For the next ten days, I’ll be meeting individually with writers who will spend their days with no commitments other working on their own writing. Evenings, we’ll have dinner together and post-dinner discussions about writing and life, a book exchange, a meditation walk, and a final-night reading of new material.

This is the land of Minnesota Nice, which isn’t as glib as it sounds. Our power was out this morning and it strengthened my belief in humanity just to watch the staff here interact with the physical plant workers who came to get us back online. Everyone was respectful and helpful and thankful and had a good sense of humor. Why aren’t we all this way with each other all the time?

The Beauty and Care of Children

Yesterday morning, I heard the sound of children’s voice, and when I looked out the window, a preschool teacher was taking a picture of her students with our ridiculously large rhododendron as the background.

Those sweet faces and smiles were exactly what I needed to see after the awful news out of Texas the day before.

Leaving aside, for a moment, the discussion of guns and gun violence in this country, we need to do everything we can to protect our children in every way, not only from killings but also poverty, neglect, and abuse.

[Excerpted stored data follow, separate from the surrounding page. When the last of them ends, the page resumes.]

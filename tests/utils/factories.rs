/// Test data factories using builder pattern
///
/// Provides convenient methods to create test data with sensible defaults
use planet_catalog::modules::planet::application::{CreatePlanetCommand, CreatePlanetRequest};
use planet_catalog::modules::planet::domain::NewPlanet;

pub struct PlanetFactory {
    name: String,
    climate: String,
    terrain: String,
    appearances: u32,
}

impl Default for PlanetFactory {
    fn default() -> Self {
        Self {
            name: "Tatooine".to_string(),
            climate: "arid".to_string(),
            terrain: "desert".to_string(),
            appearances: 0,
        }
    }
}

impl PlanetFactory {
    pub fn new() -> Self {
        Self::default()
    }

    pub fn name(mut self, name: &str) -> Self {
        self.name = name.to_string();
        self
    }

    pub fn climate(mut self, climate: &str) -> Self {
        self.climate = climate.to_string();
        self
    }

    pub fn terrain(mut self, terrain: &str) -> Self {
        self.terrain = terrain.to_string();
        self
    }

    pub fn appearances(mut self, appearances: u32) -> Self {
        self.appearances = appearances;
        self
    }

    pub fn build(self) -> NewPlanet {
        NewPlanet::new(self.name, self.climate, self.terrain, self.appearances)
    }

    pub fn command(self) -> CreatePlanetCommand {
        CreatePlanetCommand::new(self.name, self.climate, self.terrain)
    }

    pub fn request(self) -> CreatePlanetRequest {
        CreatePlanetRequest::new(self.name, self.climate, self.terrain)
    }
}
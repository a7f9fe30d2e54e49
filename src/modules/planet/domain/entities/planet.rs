use serde::{Deserialize, Serialize};

/// A persisted planet. `id` is assigned by storage and never changes.
#[derive(Debug, Clone, PartialEq, Eq, Serialize, Deserialize)]
pub struct Planet {
    pub id: i64,
    pub name: String,
    pub climate: String,
    pub terrain: String,
    /// Number of films the planet appears in, computed once at creation
    pub appearances: u32,
}

/// A planet that has not been stored yet
#[derive(Debug, Clone, PartialEq, Eq)]
pub struct NewPlanet {
    pub name: String,
    pub climate: String,
    pub terrain: String,
    pub appearances: u32,
}

impl NewPlanet {
    pub fn new(name: String, climate: String, terrain: String, appearances: u32) -> Self {
        Self {
            name,
            climate,
            terrain,
            appearances,
        }
    }

    /// Attach the storage-assigned identifier
    pub fn into_planet(self, id: i64) -> Planet {
        Planet {
            id,
            name: self.name,
            climate: self.climate,
            terrain: self.terrain,
            appearances: self.appearances,
        }
    }
}
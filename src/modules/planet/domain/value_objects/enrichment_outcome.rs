use serde::{Deserialize, Serialize};

/// How the appearance count of a newly created planet was obtained
#[derive(Debug, Clone, Copy, PartialEq, Eq, Serialize, Deserialize)]
#[serde(rename_all = "snake_case")]
pub enum EnrichmentOutcome {
    /// A candidate with the same name was found
    Matched,
    /// The lookup answered but nothing matched
    NoMatch,
    /// The lookup failed or timed out
    Unavailable,
}
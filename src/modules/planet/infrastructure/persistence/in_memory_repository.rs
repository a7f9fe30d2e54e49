use async_trait::async_trait;
use dashmap::mapref::entry::Entry;
use dashmap::DashMap;
use std::sync::atomic::{AtomicI64, Ordering};

use crate::modules::planet::domain::{NewPlanet, Planet, PlanetRepository, PlanetSpecification};
use crate::shared::application::pagination::{PaginatedResult, PaginationParams};
use crate::shared::errors::{AppError, AppResult};

/// Process-local planet store used when no database is configured
///
/// The name index is the uniqueness guard: claiming its entry and inserting
/// the planet happen under the same shard lock.
#[derive(Debug)]
pub struct InMemoryPlanetRepository {
    planets: DashMap<i64, Planet>,
    names: DashMap<String, i64>,
    next_id: AtomicI64,
}

impl InMemoryPlanetRepository {
    pub fn new() -> Self {
        Self {
            planets: DashMap::new(),
            names: DashMap::new(),
            next_id: AtomicI64::new(1),
        }
    }

    pub fn len(&self) -> usize {
        self.planets.len()
    }

    pub fn is_empty(&self) -> bool {
        self.planets.is_empty()
    }
}

impl Default for InMemoryPlanetRepository {
    fn default() -> Self {
        Self::new()
    }
}

#[async_trait]
impl PlanetRepository for InMemoryPlanetRepository {
    async fn exists_by_name(&self, name: &str) -> AppResult<bool> {
        Ok(self.names.contains_key(name))
    }

    async fn find_by_id(&self, id: i64) -> AppResult<Option<Planet>> {
        Ok(self.planets.get(&id).map(|entry| entry.value().clone()))
    }

    async fn find_by_name(&self, name: &str) -> AppResult<Option<Planet>> {
        let id = match self.names.get(name) {
            Some(entry) => *entry.value(),
            None => return Ok(None),
        };
        self.find_by_id(id).await
    }

    async fn save(&self, planet: &NewPlanet) -> AppResult<Planet> {
        match self.names.entry(planet.name.clone()) {
            Entry::Occupied(_) => Err(AppError::StorageConflict(format!(
                "name '{}' is already taken",
                planet.name
            ))),
            Entry::Vacant(slot) => {
                let id = self.next_id.fetch_add(1, Ordering::SeqCst);
                let stored = planet.clone().into_planet(id);
                self.planets.insert(id, stored.clone());
                slot.insert(id);
                Ok(stored)
            }
        }
    }

    async fn find_page(
        &self,
        specification: &PlanetSpecification,
        pagination: &PaginationParams,
    ) -> AppResult<PaginatedResult<Planet>> {
        let mut matching: Vec<Planet> = self
            .planets
            .iter()
            .filter(|entry| specification.matches(entry.value()))
            .map(|entry| entry.value().clone())
            .collect();
        matching.sort_by_key(|planet| planet.id);

        let total = matching.len() as u64;
        let items = matching
            .into_iter()
            .skip(pagination.offset() as usize)
            .take(pagination.limit() as usize)
            .collect();

        Ok(PaginatedResult::new(items, total, pagination))
    }
}
/// Repository trait for planet persistence
///
/// Implementations: Diesel/PostgreSQL and an in-memory store.
use crate::modules::planet::domain::entities::planet::{NewPlanet, Planet};
use crate::modules::planet::domain::specification::PlanetSpecification;
use crate::shared::application::pagination::{PaginatedResult, PaginationParams};
use crate::shared::errors::AppResult;
use async_trait::async_trait;

#[cfg_attr(test, mockall::automock)]
#[async_trait]
pub trait PlanetRepository: Send + Sync {
    /// Check whether a planet with exactly this name is stored
    async fn exists_by_name(&self, name: &str) -> AppResult<bool>;

    /// Find planet by ID
    async fn find_by_id(&self, id: i64) -> AppResult<Option<Planet>>;

    /// Find planet by exact name
    async fn find_by_name(&self, name: &str) -> AppResult<Option<Planet>>;

    /// Store a new planet and return it with its assigned ID.
    ///
    /// Must fail with `AppError::StorageConflict` when the name is already
    /// taken at write time, even if `exists_by_name` said otherwise.
    async fn save(&self, planet: &NewPlanet) -> AppResult<Planet>;

    /// One page of planets matching `specification`, ordered by ID
    async fn find_page(
        &self,
        specification: &PlanetSpecification,
        pagination: &PaginationParams,
    ) -> AppResult<PaginatedResult<Planet>>;
}
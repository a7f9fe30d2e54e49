use async_trait::async_trait;
use std::sync::Arc;

use crate::log_debug;
use crate::modules::planet::domain::{Planet, PlanetRepository};
use crate::shared::application::pagination::PaginatedResult;
use crate::shared::application::use_case::Query;
use crate::shared::errors::AppResult;

use super::query::ListPlanetsQuery;

/// Query handler for the filtered planet listing
pub struct ListPlanetsHandler {
    planet_repository: Arc<dyn PlanetRepository>,
}

impl ListPlanetsHandler {
    pub fn new(planet_repository: Arc<dyn PlanetRepository>) -> Self {
        Self { planet_repository }
    }
}

#[async_trait]
impl Query<ListPlanetsQuery, PaginatedResult<Planet>> for ListPlanetsHandler {
    async fn execute(&self, query: ListPlanetsQuery) -> AppResult<PaginatedResult<Planet>> {
        query.pagination.validate()?;

        let specification = query.specification();
        let page = self
            .planet_repository
            .find_page(&specification, &query.pagination)
            .await?;

        log_debug!(
            "Listed {} of {} planets for {:?}",
            page.items.len(),
            page.total_count,
            specification
        );

        Ok(page)
    }
}

#[cfg(test)]
mod tests {
    use super::*;
    use crate::modules::planet::domain::repositories::planet_repository::MockPlanetRepository;
    use crate::modules::planet::domain::PlanetSpecification;
    use crate::shared::application::pagination::PaginationParams;
    use crate::shared::errors::AppError;

    #[tokio::test]
    async fn passes_composed_specification_to_repository() {
        let mut repo = MockPlanetRepository::new();
        repo.expect_find_page()
            .withf(|spec, pagination| {
                spec.ids().to_vec() == vec![7]
                    && spec.name_fragments().to_vec() == vec!["tatoo".to_string()]
                    && *pagination == PaginationParams::new(1, 5)
            })
            .times(1)
            .returning(|_, pagination| Ok(PaginatedResult::new(vec![], 0, pagination)));

        let query = ListPlanetsQuery::new(Some(7), Some("tatoo".to_string()), PaginationParams::new(1, 5));
        let page = ListPlanetsHandler::new(Arc::new(repo)).execute(query).await.unwrap();

        assert_eq!(page.page, 1);
        assert_eq!(page.total_count, 0);
    }

    #[tokio::test]
    async fn no_filters_is_unfiltered() {
        let query = ListPlanetsQuery::default();
        assert_eq!(query.specification(), PlanetSpecification::all());
    }

    #[tokio::test]
    async fn rejects_invalid_page_size() {
        let mut repo = MockPlanetRepository::new();
        repo.expect_find_page().never();

        let query = ListPlanetsQuery::new(None, None, PaginationParams::new(0, 0));
        let err = ListPlanetsHandler::new(Arc::new(repo)).execute(query).await.unwrap_err();

        assert!(matches!(err, AppError::InvalidInput(_)));
    }
}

If we aren’t willing to care for and protect children, whether they are ours or someone else’s, what kind of a society are we?

Still There Is Much That Is Fair…

I took this picture after a fierce deluge battered our just-blooming dogwood tree yesterday. It seems a good illustration of the Tolkien quote below–the kind of reminder I need with all that is going on these days.

“The world is indeed full of peril, and in it there are many dark places; but still there is much that is fair, and though in all lands love is now mingled with grief, it grows perhaps the greater.”